One of the things I miss about Thumbs Plus when using Lightroom is the fact that Thumbs Plus uses a Microsoft Access database. In a previous life I did a lot of Access programming and I was able to attach the Thumbs Plus database to the Access 2003 client. the schema was self-explanatory and I wrote lots of reports on my photos.
Thumbs Plus has the concept of “user fields” where I could add as many typed fields as I liked to describe each image. I collect information on land, air and sea vehicles and I used user fields to store information like make, model, owner, fleet number and so on. I think a simpler method of defining user fields is a high priority enhancement for Lightroom.
I’ll talk more in another post about why user fields are much more useful than keywords or collections for categorizing my photos.
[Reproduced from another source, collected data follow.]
use std::net::{SocketAddr, ToSocketAddrs};
use std::path::PathBuf;

use clap::{Parser, ValueEnum};

use crate::error::{Error, Result};
use crate::identity::{BasicCredentials, CredentialScheme, Identity, StaticIdentityResolver};

#[derive(Debug, Clone, Copy, PartialEq, Eq, Default, ValueEnum)]
pub enum Environment {
    #[default]
    Development,
    Test,
    Production,
}

/// Gateway settings, read from the command line or the environment.
#[derive(Debug, Clone, Parser)]
#[command(name = "gateway", version, about = "API gateway with aggregated OpenAPI documentation")]
pub struct GatewayConfig {
    #[arg(long, env = "HOST", default_value = "0.0.0.0")]
    pub host: String,

    #[arg(long, env = "PORT", default_value_t = 3000)]
    pub port: u16,

    #[arg(long = "env", env = "APP_ENV", value_enum, default_value_t = Environment::Development)]
    pub environment: Environment,

    /// Mount point of the service actions.
    #[arg(long, env = "API_PREFIX", default_value = "/api")]
    pub api_prefix: String,

    /// Login for `/openapi-private.json`.
    #[arg(long, env = "BASIC_USER")]
    pub basic_user: Option<String>,

    /// Password for `/openapi-private.json`.
    #[arg(long, env = "BASIC_PASS", hide_env_values = true)]
    pub basic_pass: Option<String>,

    /// Bearer tokens, `token=id[:role|role],...`.
    #[arg(long, env = "API_TOKENS", hide_env_values = true)]
    pub api_tokens: Option<String>,

    /// Basic users, `login:password[:role|role],...`.
    #[arg(long, env = "API_USERS", hide_env_values = true)]
    pub api_users: Option<String>,

    /// Where generated documents are written outside production. Defaults to
    /// the working directory.
    #[arg(long, env = "OPENAPI_DIR")]
    pub openapi_dir: Option<PathBuf>,

    /// Print the public document and exit.
    #[arg(long, env = "PRINT_OPENAPI")]
    pub print_openapi: bool,
}

impl GatewayConfig {
    /// Loads `.env`, parses arguments and environment, then validates.
    pub fn load() -> Result<Self> {
        dotenvy::dotenv().ok();
        let config = Self::parse();
        config.validate()?;
        Ok(config)
    }

    pub fn from_args<I, T>(args: I) -> Result<Self>
    where
        I: IntoIterator<Item = T>,
        T: Into<std::ffi::OsString> + Clone,
    {
        let config =
            Self::try_parse_from(args).map_err(|err| Error::Configuration(err.to_string()))?;
        config.validate()?;
        Ok(config)
    }

    pub fn validate(&self) -> Result<()> {
        self.bind_address()?;
        if !self.api_prefix.starts_with('/') {
            return Err(Error::Configuration(format!(
                "API_PREFIX must start with `/`, got `{}`",
                self.api_prefix
            )));
        }
        match (self.basic_user.as_deref(), self.basic_pass.as_deref()) {
            (Some(user), Some(pass)) if !user.is_empty() && !pass.is_empty() => {}
            (None, None) if self.environment != Environment::Production => {}
            (None, None) => {
                return Err(Error::Configuration(
                    "BASIC_USER and BASIC_PASS are required in production".into(),
                ))
            }
            _ => {
                return Err(Error::Configuration(
                    "BASIC_USER and BASIC_PASS must be set together and non-empty".into(),
                ))
            }
        }
        self.identity_resolver()?;
        Ok(())
    }

    pub fn bind_address(&self) -> Result<SocketAddr> {
        (self.host.as_str(), self.port)
            .to_socket_addrs()
            .map_err(|err| Error::Configuration(format!("invalid bind address: {err}")))?
            .next()
            .ok_or_else(|| Error::Configuration(format!("`{}` resolves to no address", self.host)))
    }

    pub fn private_docs_credentials(&self) -> BasicCredentials {
        BasicCredentials::new(
            self.basic_user.clone().unwrap_or_default(),
            self.basic_pass.clone().unwrap_or_default(),
        )
    }

    /// Directory for the diagnostic schema files; `None` in production and tests.
    pub fn schema_output_dir(&self) -> Option<PathBuf> {
        match self.environment {
            Environment::Development => {
                Some(self.openapi_dir.clone().unwrap_or_else(|| PathBuf::from(".")))
            }
            Environment::Test | Environment::Production => None,
        }
    }

    pub fn identity_resolver(&self) -> Result<StaticIdentityResolver> {
        let mut resolver = StaticIdentityResolver::new();
        for entry in entries(self.api_tokens.as_deref()) {
            let (token, identity) = entry.split_once('=').ok_or_else(|| {
                Error::Configuration("API_TOKENS entries must look like `token=id`".into())
            })?;
            let identity = parse_identity(identity, CredentialScheme::Bearer, "API_TOKENS")?;
            resolver = resolver.with_token(token.trim(), identity);
        }
        for entry in entries(self.api_users.as_deref()) {
            let mut parts = entry.splitn(3, ':');
            let (Some(login), Some(password)) = (parts.next(), parts.next()) else {
                return Err(Error::Configuration(
                    "API_USERS entries must look like `login:password`".into(),
                ));
            };
            let identity = match parts.next() {
                Some(roles) => parse_identity(&format!("{login}:{roles}"), CredentialScheme::Basic, "API_USERS")?,
                None => parse_identity(login, CredentialScheme::Basic, "API_USERS")?,
            };
            resolver = resolver.with_user(login, password, identity);
        }
        Ok(resolver)
    }
}

fn entries(raw: Option<&str>) -> impl Iterator<Item = &str> {
    raw.into_iter()
        .flat_map(|raw| raw.split(','))
        .map(str::trim)
        .filter(|entry| !entry.is_empty())
}

/// Parses `id[:role|role]`.
fn parse_identity(raw: &str, scheme: CredentialScheme, var: &str) -> Result<Identity> {
    let (id, roles) = raw.split_once(':').unwrap_or((raw, ""));
    let id = id.trim();
    if id.is_empty() {
        return Err(Error::Configuration(format!("{var} contains an entry without id")));
    }
    let roles = roles.split('|').map(str::trim).filter(|role| !role.is_empty());
    Ok(Identity::new(id, scheme).with_roles(roles))
}

#[cfg(test)]
mod tests {
    use super::*;

    fn config(extra: &[&str]) -> Result<GatewayConfig> {
        let mut args = vec!["gateway", "--host", "127.0.0.1", "--port", "8080", "--env", "development"];
        args.extend_from_slice(extra);
        GatewayConfig::from_args(args)
    }

    #[test]
    fn parses_bind_address_and_credentials() {
        let cfg = config(&["--basic-user", "docs", "--basic-pass", "pw"]).unwrap();
        assert_eq!(cfg.bind_address().unwrap(), "127.0.0.1:8080".parse().unwrap());
        assert_eq!(cfg.private_docs_credentials(), BasicCredentials::new("docs", "pw"));
    }

    #[test]
    fn half_configured_basic_credentials_are_rejected() {
        let err = config(&["--basic-user", "docs"]).unwrap_err();
        assert!(matches!(err, Error::Configuration(_)));
    }

    #[test]
    fn production_requires_private_docs_credentials() {
        let args = ["gateway", "--host", "127.0.0.1", "--port", "1", "--env", "production"];
        let err = GatewayConfig::from_args(args).unwrap_err();
        assert!(err.to_string().contains("required in production"));
    }

    #[test]
    fn invalid_host_is_a_configuration_error() {
        let args = ["gateway", "--host", "not a host", "--port", "80", "--env", "test"];
        assert!(matches!(GatewayConfig::from_args(args), Err(Error::Configuration(_))));
    }

    #[tokio::test]
    async fn tokens_and_users_feed_the_resolver() {
        use crate::identity::{Credential, IdentityResolver};

        let cfg = config(&["--api-tokens", "t-1=svc:editor|admin, t-2=bot", "--api-users", "ann:pw"]).unwrap();
        let resolver = cfg.identity_resolver().unwrap();

        let svc = resolver.resolve(&Credential::Bearer("t-1".into())).await.unwrap();
        assert_eq!(svc.id, "svc");
        assert!(svc.roles.contains("admin"));
        let ann = Credential::Basic {
            login: "ann".into(),
            password: "pw".into(),
        };
        assert_eq!(resolver.resolve(&ann).await.unwrap().scheme, CredentialScheme::Basic);

        assert!(config(&["--api-tokens", "no-separator"]).is_err());
    }

    #[test]
    fn schema_files_are_only_written_in_development() {
        let cfg = config(&["--openapi-dir", "/tmp/docs"]).unwrap();
        assert_eq!(cfg.schema_output_dir(), Some(PathBuf::from("/tmp/docs")));
        let args = ["gateway", "--host", "127.0.0.1", "--port", "1", "--env", "test"];
        assert_eq!(GatewayConfig::from_args(args).unwrap().schema_output_dir(), None);
    }
}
Anyway, the database geek in me was interested in this tool – Image Reporter. It comes from the same company that produced Image Ingester and Image Verifier.
Analyzes metadata in a Lightroom catalog and reports on cropping, camera makes and models, lenses, average focal length, ISO, and more. Filters by image type, rating, and capture time. Described in an article by Marc Rochkind at The Online Photographer.
I like free, so I downloaded it and tried it. Here’s a screen shot of my first report:
Sorry to say its output is not very interesting to me. Cameras and lenses are not as interesting as statistics I can store and analyse on where my pictures were taken and what they are of.
Note it is a stand-alone program, not a Lightroom add-in.
I’d like to be able to write my own reporting program for Lightroom. My ideal would be to get a ODBC driver so I can attach its tables to Microsoft Access. Then I could write SQL queries against the database and use VBA to write tools.
Mark Rochkind in the article quoted about talks about how Lightroom’s catalog is based on a SQLite open source database and he references a tool that can examine it. I will investigate this. Maybe a solution to my reporting problem is closer than I thought.
I should also re-read the article and take note of how he uses its reports. Maybe I have more to learn than I thought in my summary dismissal above.